On Wed, 2018-02-07 at 13:57 +0100, Roman Penyaev wrote:
> On Tue, Feb 6, 2018 at 5:01 PM, Bart Van Assche <Bart.VanAssche@xxxxxxx> wrote:
> > On Tue, 2018-02-06 at 14:12 +0100, Roman Penyaev wrote:
> > Something else I would like to understand better is how much of the latency
> > gap between NVMeOF/SRP and IBNBD can be closed without changing the wire
> > protocol. Was e.g. support for immediate data present in the NVMeOF and/or
> > SRP drivers used on your test setup?
> 
> I did not get the question. IBTRS uses empty messages with only imm_data
> field set to respond on IO. This is a part of the IBTRS protocol.  I do
> not understand how can immediate data be present in other drivers, if
> those do not use it in their protocols.  I am lost here.

With "immediate data" I was referring to including the entire write buffer
in the write PDU itself.

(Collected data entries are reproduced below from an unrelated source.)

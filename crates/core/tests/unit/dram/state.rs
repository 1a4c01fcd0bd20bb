//! Bank/Rank State Machine Unit Tests.
//!
//! Verifies the (phase, command) transition table and the bookkeeping a
//! rank performs when a validated command is applied.

use ddrpower_core::dram::{BankPhase, ClosedDwell, RankPowerStatus, RankState, Transition, transition};
use ddrpower_core::{CommandEvent, CommandKind};
use rstest::rstest;

use crate::common::harness::{act, pre, rank_cmd, rd, refpb, wr};

const TRFC: f64 = 295.0;

fn rank() -> RankState {
    RankState::new(0, 4)
}

fn apply(rank: &mut RankState, event: CommandEvent) -> Vec<ClosedDwell> {
    let mut closed = Vec::new();
    rank.apply(&event, TRFC, &mut closed);
    closed
}

// ══════════════════════════════════════════════════════════
// 1. Transition table
// ══════════════════════════════════════════════════════════

#[rstest]
#[case(BankPhase::Precharged, CommandKind::Act, Transition::To(BankPhase::Active))]
#[case(BankPhase::Precharged, CommandKind::Ref, Transition::To(BankPhase::Refreshing))]
#[case(BankPhase::Precharged, CommandKind::RefPb, Transition::To(BankPhase::Refreshing))]
#[case(BankPhase::Precharged, CommandKind::PowerDownEntry, Transition::To(BankPhase::PrechargedPowerDown))]
#[case(BankPhase::Precharged, CommandKind::SelfRefreshEntry, Transition::To(BankPhase::SelfRefresh))]
#[case(BankPhase::Precharged, CommandKind::PreA, Transition::Stay)]
#[case(BankPhase::Precharged, CommandKind::Rd, Transition::Rejected)]
#[case(BankPhase::Precharged, CommandKind::Pre, Transition::Rejected)]
#[case(BankPhase::Active, CommandKind::Rd, Transition::Stay)]
#[case(BankPhase::Active, CommandKind::Wr, Transition::Stay)]
#[case(BankPhase::Active, CommandKind::Pre, Transition::To(BankPhase::Precharged))]
#[case(BankPhase::Active, CommandKind::PreA, Transition::To(BankPhase::Precharged))]
#[case(BankPhase::Active, CommandKind::PowerDownEntry, Transition::To(BankPhase::ActivePowerDown))]
#[case(BankPhase::Active, CommandKind::Act, Transition::Rejected)]
#[case(BankPhase::Active, CommandKind::Ref, Transition::Rejected)]
#[case(BankPhase::Active, CommandKind::SelfRefreshEntry, Transition::Rejected)]
#[case(BankPhase::ActivePowerDown, CommandKind::PowerDownExit, Transition::To(BankPhase::Active))]
#[case(BankPhase::ActivePowerDown, CommandKind::Rd, Transition::Rejected)]
#[case(BankPhase::PrechargedPowerDown, CommandKind::PowerDownExit, Transition::To(BankPhase::Precharged))]
#[case(BankPhase::PrechargedPowerDown, CommandKind::Act, Transition::Rejected)]
#[case(BankPhase::Refreshing, CommandKind::Act, Transition::Rejected)]
#[case(BankPhase::Refreshing, CommandKind::Ref, Transition::Rejected)]
#[case(BankPhase::SelfRefresh, CommandKind::SelfRefreshExit, Transition::To(BankPhase::Precharged))]
#[case(BankPhase::SelfRefresh, CommandKind::Ref, Transition::Rejected)]
fn test_transition(#[case] phase: BankPhase, #[case] kind: CommandKind, #[case] expected: Transition) {
    assert_eq!(transition(phase, kind), expected);
}

#[test]
fn test_end_is_legal_everywhere() {
    for phase in BankPhase::ALL {
        assert_eq!(transition(phase, CommandKind::End), Transition::Stay);
    }
}

#[test]
fn test_refreshing_only_ends_with_time() {
    for kind in CommandKind::ALL {
        if kind != CommandKind::End {
            assert_eq!(transition(BankPhase::Refreshing, kind), Transition::Rejected, "{kind}");
        }
    }
}

#[test]
fn test_every_phase_is_reachable_from_precharged() {
    let mut reached = vec![BankPhase::Precharged];
    let mut frontier = vec![BankPhase::Precharged];
    while let Some(phase) = frontier.pop() {
        for kind in CommandKind::ALL {
            if let Transition::To(next) = transition(phase, kind) {
                if !reached.contains(&next) {
                    reached.push(next);
                    frontier.push(next);
                }
            }
        }
    }
    for phase in BankPhase::ALL {
        assert!(reached.contains(&phase), "{phase:?} unreachable");
    }
}

// ══════════════════════════════════════════════════════════
// 2. Rank bookkeeping
// ══════════════════════════════════════════════════════════

#[test]
fn test_new_rank_is_precharged() {
    let rank = rank();
    assert_eq!(rank.banks.len(), 4);
    assert!(rank.banks.iter().all(|b| b.phase == BankPhase::Precharged));
    assert_eq!(rank.power_status(), RankPowerStatus::Standby);
    assert_eq!(rank.faw_anchor_ns(), None);
}

#[test]
fn test_activate_opens_row_and_closes_dwell() {
    let mut rank = rank();
    let closed = apply(&mut rank, act(10.0, 2, 512));
    assert_eq!(
        closed,
        vec![ClosedDwell {
            bank: 2,
            phase: BankPhase::Precharged,
            start_ns: 0.0,
            end_ns: 10.0
        }]
    );
    let bank = &rank.banks[2];
    assert_eq!(bank.phase, BankPhase::Active);
    assert_eq!(bank.open_row, Some(512));
    assert_eq!(bank.last_act_ns, Some(10.0));
    assert_eq!(bank.phase_entered_ns, 10.0);
    assert_eq!(rank.last_act_ns, Some(10.0));
}

#[test]
fn test_column_accesses_do_not_close_dwell() {
    let mut rank = rank();
    let _ = apply(&mut rank, act(0.0, 0, 1));
    assert!(apply(&mut rank, rd(20.0, 0)).is_empty());
    assert!(apply(&mut rank, wr(40.0, 0)).is_empty());
    assert_eq!(rank.last_rd_ns, Some(20.0));
    assert_eq!(rank.last_wr_ns, Some(40.0));
    assert_eq!(rank.banks[0].last_wr_ns, Some(40.0));
}

#[test]
fn test_precharge_closes_row() {
    let mut rank = rank();
    let _ = apply(&mut rank, act(0.0, 1, 7));
    let closed = apply(&mut rank, pre(40.0, 1));
    assert_eq!(closed[0].phase, BankPhase::Active);
    assert_eq!(closed[0].duration_ns(), 40.0);
    assert_eq!(rank.banks[1].open_row, None);
    assert_eq!(rank.banks[1].last_pre_ns, Some(40.0));
}

#[test]
fn test_precharge_all_touches_only_open_banks() {
    let mut rank = rank();
    let _ = apply(&mut rank, act(0.0, 0, 1));
    let _ = apply(&mut rank, act(10.0, 3, 1));
    let closed = apply(&mut rank, rank_cmd(50.0, CommandKind::PreA));
    let banks: Vec<usize> = closed.iter().map(|d| d.bank).collect();
    assert_eq!(banks, vec![0, 3]);
    assert!(rank.banks.iter().all(|b| b.phase == BankPhase::Precharged));
    assert_eq!(rank.banks[1].last_pre_ns, None);
    assert_eq!(rank.banks[3].last_pre_ns, Some(50.0));
}

#[test]
fn test_power_down_keeps_open_rows() {
    let mut rank = rank();
    let _ = apply(&mut rank, act(0.0, 0, 9));
    let closed = apply(&mut rank, rank_cmd(50.0, CommandKind::PowerDownEntry));
    assert_eq!(closed.len(), 4);
    assert_eq!(rank.banks[0].phase, BankPhase::ActivePowerDown);
    assert_eq!(rank.banks[1].phase, BankPhase::PrechargedPowerDown);
    assert_eq!(rank.power_status(), RankPowerStatus::PowerDown);

    let _ = apply(&mut rank, rank_cmd(90.0, CommandKind::PowerDownExit));
    assert_eq!(rank.banks[0].phase, BankPhase::Active);
    assert_eq!(rank.banks[0].open_row, Some(9));
    assert_eq!(rank.banks[2].phase, BankPhase::Precharged);
    assert_eq!(rank.last_power_down_exit_ns, Some(90.0));
}

#[test]
fn test_self_refresh_round_trip() {
    let mut rank = rank();
    let _ = apply(&mut rank, rank_cmd(5.0, CommandKind::SelfRefreshEntry));
    assert_eq!(rank.power_status(), RankPowerStatus::SelfRefresh);
    let closed = apply(&mut rank, rank_cmd(500.0, CommandKind::SelfRefreshExit));
    assert!(closed.iter().all(|d| d.phase == BankPhase::SelfRefresh && d.duration_ns() == 495.0));
    assert_eq!(rank.power_status(), RankPowerStatus::Standby);
    assert_eq!(rank.last_self_refresh_exit_ns, Some(500.0));
}

#[test]
fn test_refresh_completes_at_trfc() {
    let mut rank = rank();
    let _ = apply(&mut rank, rank_cmd(100.0, CommandKind::Ref));
    assert!(rank.banks.iter().all(|b| b.phase == BankPhase::Refreshing));
    assert_eq!(rank.banks[0].refresh_until_ns, Some(395.0));

    let mut closed = Vec::new();
    rank.complete_refreshes(300.0, &mut closed);
    assert!(closed.is_empty());

    rank.complete_refreshes(1000.0, &mut closed);
    assert_eq!(closed.len(), 4);
    assert!(closed.iter().all(|d| d.phase == BankPhase::Refreshing && d.end_ns == 395.0));
    assert!(rank.banks.iter().all(|b| b.phase == BankPhase::Precharged && b.phase_entered_ns == 395.0));
}

#[test]
fn test_per_bank_refresh_targets_one_bank() {
    let mut rank = rank();
    let _ = apply(&mut rank, refpb(0.0, 2));
    assert_eq!(rank.banks[2].phase, BankPhase::Refreshing);
    assert_eq!(rank.banks[1].phase, BankPhase::Precharged);
}

#[test]
fn test_faw_window_tracks_last_four() {
    let mut rank = rank();
    for (i, t) in [0.0, 5.0, 10.0].into_iter().enumerate() {
        let _ = apply(&mut rank, act(t, i, 0));
    }
    assert_eq!(rank.faw_anchor_ns(), None);
    let _ = apply(&mut rank, act(15.0, 3, 0));
    assert_eq!(rank.faw_anchor_ns(), Some(0.0));

    let _ = apply(&mut rank, pre(50.0, 0));
    let _ = apply(&mut rank, act(70.0, 0, 1));
    assert_eq!(rank.faw_anchor_ns(), Some(5.0));
}

#[test]
fn test_close_all_restarts_dwell() {
    let mut rank = rank();
    let mut closed = Vec::new();
    rank.close_all(250.0, &mut closed);
    assert_eq!(closed.len(), 4);
    assert!(closed.iter().all(|d| d.start_ns == 0.0 && d.end_ns == 250.0));
    assert!(rank.banks.iter().all(|b| b.phase_entered_ns == 250.0));
}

See e.g. the enable_imm_data kernel module parameter
of the ib_srp-backport driver. See also the use of SRP_DATA_DESC_IMM in the
SCST ib_srpt target driver. Neither the upstream SRP initiator nor the upstream
SRP target support immediate data today. However, sending that code upstream
is on my to-do list.

For the upstream NVMeOF initiator and target drivers, see also the call of
nvme_rdma_map_sg_inline() in nvme_rdma_map_data().

> > Are you aware that the NVMeOF target driver calls page_alloc() from the hot path but that there are plans to
> > avoid these calls in the hot path by using a caching mechanism similar to
> > the SGV cache in SCST? Are you aware that a significant latency reduction
> > can be achieved by changing the SCST SGV cache from a global into a per-CPU
> > cache?
> 
> No, I am not aware. That is nice, that there is a lot of room for performance
> tweaks. I will definitely retest on fresh kernel once everything is done on
> nvme, scst or ibtrs (especially when we get rid of fmrs and UNSAFE rkeys).

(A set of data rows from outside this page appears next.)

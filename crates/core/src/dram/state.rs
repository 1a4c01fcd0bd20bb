//! Bank/rank state machine.
//!
//! Every bank starts `Precharged` at t = 0. Commands move banks through the
//! table in [`transition`]; each move closes the dwell interval of the phase
//! being left so the engine can charge its background energy. Ranks own
//! their banks and the cross-bank history (tRRD, tFAW, tWTR, exit delays).

use std::collections::VecDeque;
use std::ops::Range;

use serde::Serialize;

use crate::common::units::TIMING_EPSILON_NS;
use crate::dram::refresh::RefreshTracker;
use crate::energy::EnergyCategory;
use crate::trace::{CommandEvent, CommandKind};

/// Activations remembered for the tFAW window.
const FAW_ACTIVATIONS: usize = 4;

/// Operating phase of one bank.
#[derive(Debug, Clone, Copy, PartialEq, Eq, Hash, Serialize)]
pub enum BankPhase {
    /// Idle with all rows closed.
    Precharged,
    /// A row is open.
    Active,
    /// Powered down with a row open.
    ActivePowerDown,
    /// Powered down with rows closed.
    PrechargedPowerDown,
    /// Executing REF/REFpb until tRFC/tRFCpb elapses.
    Refreshing,
    /// In self-refresh.
    SelfRefresh,
}

impl BankPhase {
    /// Every phase, in declaration order.
    pub const ALL: [Self; 6] = [
        Self::Precharged,
        Self::Active,
        Self::ActivePowerDown,
        Self::PrechargedPowerDown,
        Self::Refreshing,
        Self::SelfRefresh,
    ];

    /// Energy category that dwell time in this phase is credited to.
    pub const fn dwell_category(self) -> EnergyCategory {
        match self {
            Self::Precharged => EnergyCategory::BackgroundPrecharge,
            Self::Active => EnergyCategory::BackgroundActive,
            Self::ActivePowerDown | Self::PrechargedPowerDown => EnergyCategory::PowerDown,
            Self::Refreshing => EnergyCategory::Refresh,
            Self::SelfRefresh => EnergyCategory::SelfRefresh,
        }
    }

    /// True for both power-down phases.
    pub const fn is_power_down(self) -> bool {
        matches!(self, Self::ActivePowerDown | Self::PrechargedPowerDown)
    }
}

/// Outcome of a command on a bank in a given phase.
#[derive(Debug, Clone, Copy, PartialEq, Eq)]
pub enum Transition {
    /// The bank moves to a new phase.
    To(BankPhase),
    /// Legal, phase unchanged (RD/WR bookkeeping, PREA on a closed bank, END).
    Stay,
    /// No legal transition.
    Rejected,
}

/// The transition table, total over (phase, command).
///
/// Rank-level commands (PREA, REF, power-down and self-refresh entry/exit)
/// are evaluated against every bank of the rank. `Refreshing` only ends
/// when tRFC elapses, never through a command.
pub const fn transition(phase: BankPhase, kind: CommandKind) -> Transition {
    use BankPhase as P;
    use CommandKind as C;
    use Transition::{Rejected, Stay, To};

    match (phase, kind) {
        (P::Precharged, C::Act) => To(P::Active),
        (P::Precharged, C::Ref | C::RefPb) => To(P::Refreshing),
        (P::Precharged, C::PowerDownEntry) => To(P::PrechargedPowerDown),
        (P::Precharged, C::SelfRefreshEntry) => To(P::SelfRefresh),
        (P::Precharged, C::PreA | C::End) => Stay,
        (P::Precharged, C::Rd | C::Wr | C::Pre | C::PowerDownExit | C::SelfRefreshExit) => Rejected,

        (P::Active, C::Rd | C::Wr | C::End) => Stay,
        (P::Active, C::Pre | C::PreA) => To(P::Precharged),
        (P::Active, C::PowerDownEntry) => To(P::ActivePowerDown),
        (
            P::Active,
            C::Act | C::Ref | C::RefPb | C::PowerDownExit | C::SelfRefreshEntry | C::SelfRefreshExit,
        ) => Rejected,

        (P::ActivePowerDown, C::PowerDownExit) => To(P::Active),
        (P::ActivePowerDown, C::End) => Stay,
        (
            P::ActivePowerDown,
            C::Act
            | C::Rd
            | C::Wr
            | C::Pre
            | C::PreA
            | C::Ref
            | C::RefPb
            | C::PowerDownEntry
            | C::SelfRefreshEntry
            | C::SelfRefreshExit,
        ) => Rejected,

        (P::PrechargedPowerDown, C::PowerDownExit) => To(P::Precharged),
        (P::PrechargedPowerDown, C::End) => Stay,
        (
            P::PrechargedPowerDown,
            C::Act
            | C::Rd
            | C::Wr
            | C::Pre
            | C::PreA
            | C::Ref
            | C::RefPb
            | C::PowerDownEntry
            | C::SelfRefreshEntry
            | C::SelfRefreshExit,
        ) => Rejected,

        (P::Refreshing, C::End) => Stay,
        (
            P::Refreshing,
            C::Act
            | C::Rd
            | C::Wr
            | C::Pre
            | C::PreA
            | C::Ref
            | C::RefPb
            | C::PowerDownEntry
            | C::PowerDownExit
            | C::SelfRefreshEntry
            | C::SelfRefreshExit,
        ) => Rejected,

        (P::SelfRefresh, C::SelfRefreshExit) => To(P::Precharged),
        (P::SelfRefresh, C::End) => Stay,
        (
            P::SelfRefresh,
            C::Act
            | C::Rd
            | C::Wr
            | C::Pre
            | C::PreA
            | C::Ref
            | C::RefPb
            | C::PowerDownEntry
            | C::PowerDownExit
            | C::SelfRefreshEntry,
        ) => Rejected,
    }
}

/// A finished stay of one bank in one phase.
#[derive(Debug, Clone, Copy, PartialEq)]
pub struct ClosedDwell {
    /// Bank index within its rank.
    pub bank: usize,
    /// Phase that was left.
    pub phase: BankPhase,
    /// Phase entry time.
    pub start_ns: f64,
    /// Phase exit time.
    pub end_ns: f64,
}

impl ClosedDwell {
    /// Length of the interval.
    pub fn duration_ns(&self) -> f64 {
        self.end_ns - self.start_ns
    }
}

/// State of a single bank.
#[derive(Debug, Clone, PartialEq)]
pub struct BankState {
    /// Owning rank.
    pub rank: usize,
    /// Bank index within the rank.
    pub bank: usize,
    /// Current phase.
    pub phase: BankPhase,
    /// When the current phase was entered.
    pub phase_entered_ns: f64,
    /// Last ACT (tRCD, tRAS, tRC).
    pub last_act_ns: Option<f64>,
    /// Last PRE (tRP).
    pub last_pre_ns: Option<f64>,
    /// Last WR (tWR).
    pub last_wr_ns: Option<f64>,
    /// Open row while `Active` or `ActivePowerDown`.
    pub open_row: Option<u32>,
    /// Completion time of an ongoing refresh.
    pub refresh_until_ns: Option<f64>,
    /// Refresh compliance in per-bank mode.
    pub refresh: RefreshTracker,
}

impl BankState {
    /// Creates a precharged bank at t = 0.
    pub fn new(rank: usize, bank: usize) -> Self {
        Self {
            rank,
            bank,
            phase: BankPhase::Precharged,
            phase_entered_ns: 0.0,
            last_act_ns: None,
            last_pre_ns: None,
            last_wr_ns: None,
            open_row: None,
            refresh_until_ns: None,
            refresh: RefreshTracker::default(),
        }
    }

    /// Moves to `phase` at `now_ns`, returning the interval just closed.
    pub fn enter(&mut self, phase: BankPhase, now_ns: f64) -> ClosedDwell {
        let closed = self.close_dwell(now_ns);
        self.phase = phase;
        closed
    }

    /// Ends the current dwell interval at `now_ns` without changing phase.
    pub fn close_dwell(&mut self, now_ns: f64) -> ClosedDwell {
        let closed = ClosedDwell {
            bank: self.bank,
            phase: self.phase,
            start_ns: self.phase_entered_ns,
            end_ns: now_ns,
        };
        self.phase_entered_ns = now_ns;
        closed
    }
}

/// Aggregate low-power status of a rank.
#[derive(Debug, Clone, Copy, PartialEq, Eq)]
pub enum RankPowerStatus {
    /// Clock enabled; banks precharged, active or refreshing.
    Standby,
    /// Every bank is in a power-down phase.
    PowerDown,
    /// Every bank is in self-refresh.
    SelfRefresh,
}

/// State of a rank and its banks.
#[derive(Debug, Clone, PartialEq)]
pub struct RankState {
    /// Rank index.
    pub id: usize,
    /// Banks of this rank.
    pub banks: Vec<BankState>,
    /// Most recent ACT on any bank (tRRD).
    pub last_act_ns: Option<f64>,
    /// Most recent RD on any bank (tWTR).
    pub last_rd_ns: Option<f64>,
    /// Most recent WR on any bank (tWTR).
    pub last_wr_ns: Option<f64>,
    /// Most recent power-down exit (tXP).
    pub last_power_down_exit_ns: Option<f64>,
    /// Most recent self-refresh exit (tXSDR/tXSDLL).
    pub last_self_refresh_exit_ns: Option<f64>,
    /// Refresh compliance in all-bank mode.
    pub refresh: RefreshTracker,
    activations: VecDeque<f64>,
}

impl RankState {
    /// Creates a rank with `banks` precharged banks.
    pub fn new(id: usize, banks: usize) -> Self {
        Self {
            id,
            banks: (0..banks).map(|bank| BankState::new(id, bank)).collect(),
            last_act_ns: None,
            last_rd_ns: None,
            last_wr_ns: None,
            last_power_down_exit_ns: None,
            last_self_refresh_exit_ns: None,
            refresh: RefreshTracker::default(),
            activations: VecDeque::with_capacity(FAW_ACTIVATIONS + 1),
        }
    }

    /// Time of the oldest of the last four ACTs, once four have been issued.
    pub fn faw_anchor_ns(&self) -> Option<f64> {
        if self.activations.len() == FAW_ACTIVATIONS {
            self.activations.front().copied()
        } else {
            None
        }
    }

    /// Aggregate power-down/self-refresh status.
    pub fn power_status(&self) -> RankPowerStatus {
        if self.banks.iter().all(|b| b.phase == BankPhase::SelfRefresh) {
            RankPowerStatus::SelfRefresh
        } else if self.banks.iter().all(|b| b.phase.is_power_down()) {
            RankPowerStatus::PowerDown
        } else {
            RankPowerStatus::Standby
        }
    }

    /// Returns banks whose refresh has completed by `now_ns` to `Precharged`.
    ///
    /// The refreshing interval is closed at its completion time, not at `now_ns`.
    pub fn complete_refreshes(&mut self, now_ns: f64, closed: &mut Vec<ClosedDwell>) {
        for bank in &mut self.banks {
            if bank.phase != BankPhase::Refreshing {
                continue;
            }
            match bank.refresh_until_ns {
                Some(until) if until <= now_ns + TIMING_EPSILON_NS => {
                    let until = until.min(now_ns).max(bank.phase_entered_ns);
                    closed.push(bank.enter(BankPhase::Precharged, until));
                    bank.refresh_until_ns = None;
                }
                _ => {}
            }
        }
    }

    /// Closes every bank's dwell interval at `now_ns` (run end).
    pub fn close_all(&mut self, now_ns: f64, closed: &mut Vec<ClosedDwell>) {
        closed.extend(self.banks.iter_mut().map(|bank| bank.close_dwell(now_ns)));
    }

    /// True when every bank `event` targets has a legal transition for it.
    pub fn admits(&self, event: &CommandEvent) -> bool {
        self.banks[self.targets(event)]
            .iter()
            .all(|bank| !matches!(transition(bank.phase, event.kind), Transition::Rejected))
    }

    fn targets(&self, event: &CommandEvent) -> Range<usize> {
        if event.kind.is_bank_command() {
            event.bank..event.bank + 1
        } else {
            0..self.banks.len()
        }
    }

    /// Applies a validated command.
    ///
    /// Banks affected by the command follow [`transition`]; every phase change
    /// pushes the interval it closed onto `closed`. `refresh_cycle_ns` is the
    /// mode-appropriate tRFC or tRFCpb.
    pub fn apply(&mut self, event: &CommandEvent, refresh_cycle_ns: f64, closed: &mut Vec<ClosedDwell>) {
        let now = event.time_ns;
        let targets = self.targets(event);

        for bank in &mut self.banks[targets] {
            if let Transition::To(next) = transition(bank.phase, event.kind) {
                closed.push(bank.enter(next, now));
            }
            match event.kind {
                CommandKind::Act => {
                    bank.open_row = event.row;
                    bank.last_act_ns = Some(now);
                }
                CommandKind::Wr => bank.last_wr_ns = Some(now),
                CommandKind::Pre => {
                    bank.open_row = None;
                    bank.last_pre_ns = Some(now);
                }
                CommandKind::PreA if bank.phase == BankPhase::Precharged && bank.open_row.is_some() => {
                    bank.open_row = None;
                    bank.last_pre_ns = Some(now);
                }
                CommandKind::Ref | CommandKind::RefPb => {
                    bank.refresh_until_ns = Some(now + refresh_cycle_ns);
                }
                _ => {}
            }
        }

        match event.kind {
            CommandKind::Act => {
                self.last_act_ns = Some(now);
                self.activations.push_back(now);
                if self.activations.len() > FAW_ACTIVATIONS {
                    let _ = self.activations.pop_front();
                }
            }
            CommandKind::Rd => self.last_rd_ns = Some(now),
            CommandKind::Wr => self.last_wr_ns = Some(now),
            CommandKind::PowerDownExit => self.last_power_down_exit_ns = Some(now),
            CommandKind::SelfRefreshExit => self.last_self_refresh_exit_ns = Some(now),
            _ => {}
        }
    }
}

Recently the functions sgl_alloc() and sgl_free() were introduced in the upstream
kernel (these will be included in kernel v4.16). The NVMe target driver, LIO and
several other drivers have been modified to use these functions instead of their
own copy of that function. The next step is to replace these function calls by
calls to functions that perform cached allocations.

> > Regarding the SRP measurements: have you tried to set the
> > never_register kernel module parameter to true? I'm asking this because I
> > think that mode is most similar to how the IBNBD initiator driver works.
> 
> yes, according to my notes from that link (frankly, I do not remember,
> but that is what I wrote 1 year ago):
> 
>     * Where suffixes mean:
> 
>      _noreg - modules on initiator side (ib_srp, nvme_rdma) were loaded
>               with 'register_always=N' param
> 
> That what you are asking, right?

Not really. With register_always=Y memory registration is always used by the
SRP initiator, even if the data can be coalesced into a single sg entry. With
register_always=N memory registration is only performed if multiple sg entries
are needed to describe the data. And with never_register=Y memory registration
is not used even if multiple sg entries are needed to describe the data buffer.

Thanks,

Bart.